Ettore Spalletti, Pio Monti, Massimo Minini, Vettor Pisani, 2005

Ettore Spalletti, Pio Monti, Massimo Minini, Vettor Pisani, 2005

L’INCONTRO TRA PIO MONTI E MASSIMO MININI

Pio l’ho conosciuto a Parigi nel ‘71 nella galleria di Daniel Templon, era accompagnato da un altro mostro sacro delle arti: Giancarlo Politi fondatore di Flash Art, rivista molto informata sugli ultimi movimenti delle arti. Entrambi vengono dall’Italia centrale e parlano una lingua simile, o meglio, un italiano con simile accento.  Una curiosa coppia di amici per la pelle, uno piccolo e l’altro alto alto.
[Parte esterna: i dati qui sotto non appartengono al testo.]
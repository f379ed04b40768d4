use std::path::Path;
use std::sync::Arc;

use parking_lot::Mutex;

use crate::models::config::RecorderConfig;
use crate::models::error::RecorderError;
use crate::models::levels::AudioLevels;
use crate::models::recording_result::RecordingResult;
use crate::models::state::RecorderState;
use crate::processing::chunk_buffer::ChannelBuffer;
use crate::processing::pcm;
use crate::processing::resampler::Resampler;
use crate::processing::seek;
use crate::processing::wav_format::WavFormat;
use crate::storage::wav_writer;
use crate::traits::capture_delegate::RecorderDelegate;
use crate::traits::capture_provider::{CaptureProvider, ChunkCallback};

/// Internal mutable session state, protected by `parking_lot::Mutex`.
///
/// Every buffer mutation (ingest append, seek truncation, clear) happens
/// under this one lock, which is all the mutual exclusion the capture
/// callback and the control side need. Channels are always mutated
/// together, so there is no per-channel locking.
struct SessionShared {
    state: RecorderState,
    buffers: Vec<ChannelBuffer>,
    elapsed_secs: f64,
    levels: AudioLevels,
    delegate: Option<Arc<dyn RecorderDelegate>>,
}

impl SessionShared {
    fn new(channels: u16) -> Self {
        Self {
            state: RecorderState::Idle,
            buffers: vec![ChannelBuffer::new(); channels as usize],
            elapsed_secs: 0.0,
            levels: AudioLevels::default(),
            delegate: None,
        }
    }

    fn reset_buffers(&mut self) {
        for buffer in &mut self.buffers {
            buffer.clear();
        }
        self.elapsed_secs = 0.0;
        self.levels = AudioLevels::default();
    }

    /// Append one chunk per channel.
    ///
    /// Returns `Ok(Some(elapsed))` when the chunks were buffered,
    /// `Ok(None)` when the session is not recording (chunks dropped), and
    /// an error, with no buffer touched, when the delivery violates the
    /// one-equal-length-chunk-per-channel contract.
    fn ingest(&mut self, chunks: &[Vec<f32>], input_rate: f64) -> Result<Option<f64>, RecorderError> {
        if !self.state.is_recording() {
            return Ok(None);
        }

        if chunks.len() != self.buffers.len() {
            return Err(RecorderError::ChunkLengthMismatch(format!(
                "delivered {} channel chunk(s), expected {}",
                chunks.len(),
                self.buffers.len()
            )));
        }
        let expected = chunks[0].len();
        for (channel, chunk) in chunks.iter().enumerate().skip(1) {
            if chunk.len() != expected {
                return Err(RecorderError::ChunkLengthMismatch(format!(
                    "channel {channel} delivered {} sample(s), channel 0 delivered {expected}",
                    chunk.len()
                )));
            }
        }

        for (buffer, chunk) in self.buffers.iter_mut().zip(chunks) {
            buffer.push(chunk.clone());
        }
        self.elapsed_secs += expected as f64 / input_rate;
        self.levels = AudioLevels::measure(chunks);
        Ok(Some(self.elapsed_secs))
    }
}

/// Run one chunk delivery through the shared state and emit the resulting
/// notifications outside the lock.
///
/// Used by both the capture callback and [`RecordingSession::ingest`]; a
/// contract violation moves the session to `Failed` so later deliveries
/// are dropped instead of corrupting the buffers.
fn deliver(
    shared: &Arc<Mutex<SessionShared>>,
    chunks: &[Vec<f32>],
    input_rate: f64,
) -> Result<(), RecorderError> {
    let mut guard = shared.lock();
    match guard.ingest(chunks, input_rate) {
        Ok(Some(elapsed)) => {
            let delegate = guard.delegate.clone();
            let levels = guard.levels;
            drop(guard);
            if let Some(delegate) = delegate {
                delegate.on_progress(elapsed);
                delegate.on_levels_updated(&levels);
            }
            Ok(())
        }
        Ok(None) => Ok(()),
        Err(error) => {
            let failed = RecorderState::Failed(error.clone());
            guard.state = failed.clone();
            let delegate = guard.delegate.clone();
            drop(guard);
            log::error!("ingestion aborted: {error}");
            if let Some(delegate) = delegate {
                delegate.on_state_changed(&failed);
                delegate.on_error(&error);
            }
            Err(error)
        }
    }
}

/// Chunk-buffering WAV recorder, generic over the capture backend.
///
/// Owns one [`ChannelBuffer`] per channel and renders them on export:
/// ```text
/// [CaptureProvider] → ingest → [ChannelBuffer × channels]
///                                      ↓ export
///                        Resampler → PCM quantizer → RIFF container
/// ```
pub struct RecordingSession<P: CaptureProvider> {
    provider: P,
    config: RecorderConfig,
    input_sample_rate: f64,
    shared: Arc<Mutex<SessionShared>>,
}

impl<P: CaptureProvider> RecordingSession<P> {
    /// Create a session around `provider`, normalizing `config`.
    ///
    /// The input sample rate is read from the provider once, here, and
    /// stays fixed for the session's lifetime.
    pub fn new(provider: P, config: RecorderConfig) -> Self {
        let config = config.normalized();
        let input_sample_rate = provider.sample_rate();
        let shared = Arc::new(Mutex::new(SessionShared::new(config.channels)));
        Self {
            provider,
            config,
            input_sample_rate,
            shared,
        }
    }

    pub fn set_delegate(&self, delegate: Arc<dyn RecorderDelegate>) {
        self.shared.lock().delegate = Some(delegate);
    }

    pub fn state(&self) -> RecorderState {
        self.shared.lock().state.clone()
    }

    pub fn config(&self) -> &RecorderConfig {
        &self.config
    }

    /// Input rate reported by the capture provider, in Hz.
    pub fn input_sample_rate(&self) -> f64 {
        self.input_sample_rate
    }

    /// Seconds of audio currently buffered.
    pub fn elapsed_secs(&self) -> f64 {
        self.shared.lock().elapsed_secs
    }

    /// Samples currently buffered in each channel.
    pub fn buffered_samples(&self) -> usize {
        let guard = self.shared.lock();
        guard.buffers.first().map_or(0, ChannelBuffer::total_samples)
    }

    /// RMS/peak of the most recently ingested chunk.
    pub fn levels(&self) -> AudioLevels {
        self.shared.lock().levels
    }

    /// Rate declared in exported containers: the requested output rate,
    /// capped at the input rate (the resampler only decimates).
    pub fn declared_sample_rate(&self) -> u32 {
        self.requested_output_rate().min(self.input_sample_rate) as u32
    }

    /// Begin recording. Any previously captured audio is discarded.
    pub fn start(&mut self) -> Result<(), RecorderError> {
        {
            let guard = self.shared.lock();
            if guard.state.is_recording() || guard.state.is_paused() {
                return Err(RecorderError::InvalidState(
                    "cannot start while a recording is active".into(),
                ));
            }
        }
        if !self.provider.is_available() {
            return Err(RecorderError::CaptureUnavailable(
                "no capture device or permission".into(),
            ));
        }

        self.shared.lock().reset_buffers();

        let shared = Arc::clone(&self.shared);
        let input_rate = self.input_sample_rate;
        let callback: ChunkCallback = Arc::new(move |chunks| {
            // Failures are recorded in the session state; the audio thread
            // has nowhere to return them.
            let _ = deliver(&shared, chunks, input_rate);
        });
        self.provider.start(callback)?;

        self.transition(RecorderState::Recording);
        log::info!(
            "recording started: {} channel(s) at {} Hz",
            self.config.channels,
            self.input_sample_rate
        );
        Ok(())
    }

    /// Feed one chunk per channel.
    ///
    /// Same path the registered capture callback takes; collaborators that
    /// dispatch synchronously can call it directly. Chunks arriving while
    /// the session is not recording are dropped.
    pub fn ingest(&self, chunks: &[Vec<f32>]) -> Result<(), RecorderError> {
        deliver(&self.shared, chunks, self.input_sample_rate)
    }

    /// Pause ingestion. Captured audio is retained; the provider may keep
    /// delivering chunks, which are dropped until resume.
    pub fn pause(&self) {
        let mut guard = self.shared.lock();
        if !guard.state.is_recording() {
            log::warn!("pause ignored in state {:?}", guard.state);
            return;
        }
        guard.state = RecorderState::Paused;
        let delegate = guard.delegate.clone();
        drop(guard);
        self.notify_state(delegate, &RecorderState::Paused);
    }

    /// Resume ingestion, optionally rewinding to `seek_to` seconds first.
    ///
    /// Rewinding discards everything captured after the target timestamp,
    /// so subsequent chunks overwrite from that point; a target at or
    /// beyond the captured duration leaves the buffers untouched. A
    /// negative target only resumes. Seeking is also valid while already
    /// recording.
    pub fn resume(&self, seek_to: Option<f64>) {
        let mut guard = self.shared.lock();
        if !guard.state.is_recording() && !guard.state.is_paused() {
            log::warn!("resume ignored in state {:?}", guard.state);
            return;
        }

        if let Some(target_secs) = seek_to {
            if target_secs >= 0.0 {
                if let Some(total) =
                    seek::truncate_buffers(&mut guard.buffers, target_secs, self.input_sample_rate)
                {
                    guard.elapsed_secs = total as f64 / self.input_sample_rate;
                }
            }
        }

        let resumed = !guard.state.is_recording();
        guard.state = RecorderState::Recording;
        let delegate = if resumed { guard.delegate.clone() } else { None };
        drop(guard);
        self.notify_state(delegate, &RecorderState::Recording);
    }

    /// Stop capturing. Buffered audio is preserved for export.
    pub fn stop(&mut self) -> Result<(), RecorderError> {
        {
            let guard = self.shared.lock();
            if guard.state.is_idle() || guard.state.is_stopped() {
                log::warn!("stop ignored in state {:?}", guard.state);
                return Ok(());
            }
        }

        self.provider.stop()?;
        self.transition(RecorderState::Stopped);
        log::info!("recording stopped");
        Ok(())
    }

    /// Discard all captured audio, release the capture stream, and return
    /// to idle.
    pub fn clear(&mut self) -> Result<(), RecorderError> {
        self.provider.stop()?;
        self.shared.lock().reset_buffers();
        self.transition(RecorderState::Idle);
        Ok(())
    }

    /// Render the buffered audio to a complete in-memory WAV file.
    ///
    /// Valid whenever ingestion is not running. Never fails for
    /// well-formed buffers: an empty session yields a header-only
    /// container, and repeated calls without intervening ingestion produce
    /// byte-identical output.
    pub fn export_wav(&self) -> Result<Vec<u8>, RecorderError> {
        let guard = self.shared.lock();
        if guard.state.is_recording() {
            return Err(RecorderError::InvalidState(
                "cannot export while recording; pause or stop first".into(),
            ));
        }

        let left = guard.buffers[0].concat();
        let right = if guard.buffers.len() > 1 {
            guard.buffers[1].concat()
        } else {
            Vec::new()
        };
        drop(guard);

        let resampler = Resampler::new(self.input_sample_rate, self.requested_output_rate());
        let interleaved = resampler.interleave(&left, &right);
        let payload = pcm::quantize(&interleaved, self.config.bit_depth);
        Ok(self.wav_format().encode(&payload))
    }

    /// Export and persist to `path`, with a JSON metadata sidecar.
    pub fn save_to(&self, path: impl AsRef<Path>) -> Result<RecordingResult, RecorderError> {
        let wav = self.export_wav()?;
        wav_writer::save_recording(path.as_ref(), &wav, self.elapsed_secs(), self.wav_format())
    }

    fn requested_output_rate(&self) -> f64 {
        self.config
            .sample_rate
            .map(f64::from)
            .unwrap_or(self.input_sample_rate)
    }

    fn wav_format(&self) -> WavFormat {
        WavFormat {
            sample_rate: self.declared_sample_rate(),
            bit_depth: self.config.bit_depth,
            channels: self.config.channels,
        }
    }

    fn transition(&self, state: RecorderState) {
        let mut guard = self.shared.lock();
        guard.state = state.clone();
        let delegate = guard.delegate.clone();
        drop(guard);
        self.notify_state(delegate, &state);
    }

    fn notify_state(&self, delegate: Option<Arc<dyn RecorderDelegate>>, state: &RecorderState) {
        if let Some(delegate) = delegate {
            delegate.on_state_changed(state);
        }
    }
}

impl<P: CaptureProvider> Drop for RecordingSession<P> {
    fn drop(&mut self) {
        let _ = self.provider.stop();
    }
}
Infatti, Pio era sempre piegato in due, probabilmente per meglio parlare con Giancarlo. Dopo la prima galleria, nota per le mitiche edizioni Artestudio Macerata nei contenitori di plastica bianca, Pio ebbe anche una seconda galleria a Brescia per qualche anno e un’altra a Roma. Quell’incontro non previsto a Parigi mi fece conoscere un personaggio che ebbe grande influenza su di me e sulla mia galleria.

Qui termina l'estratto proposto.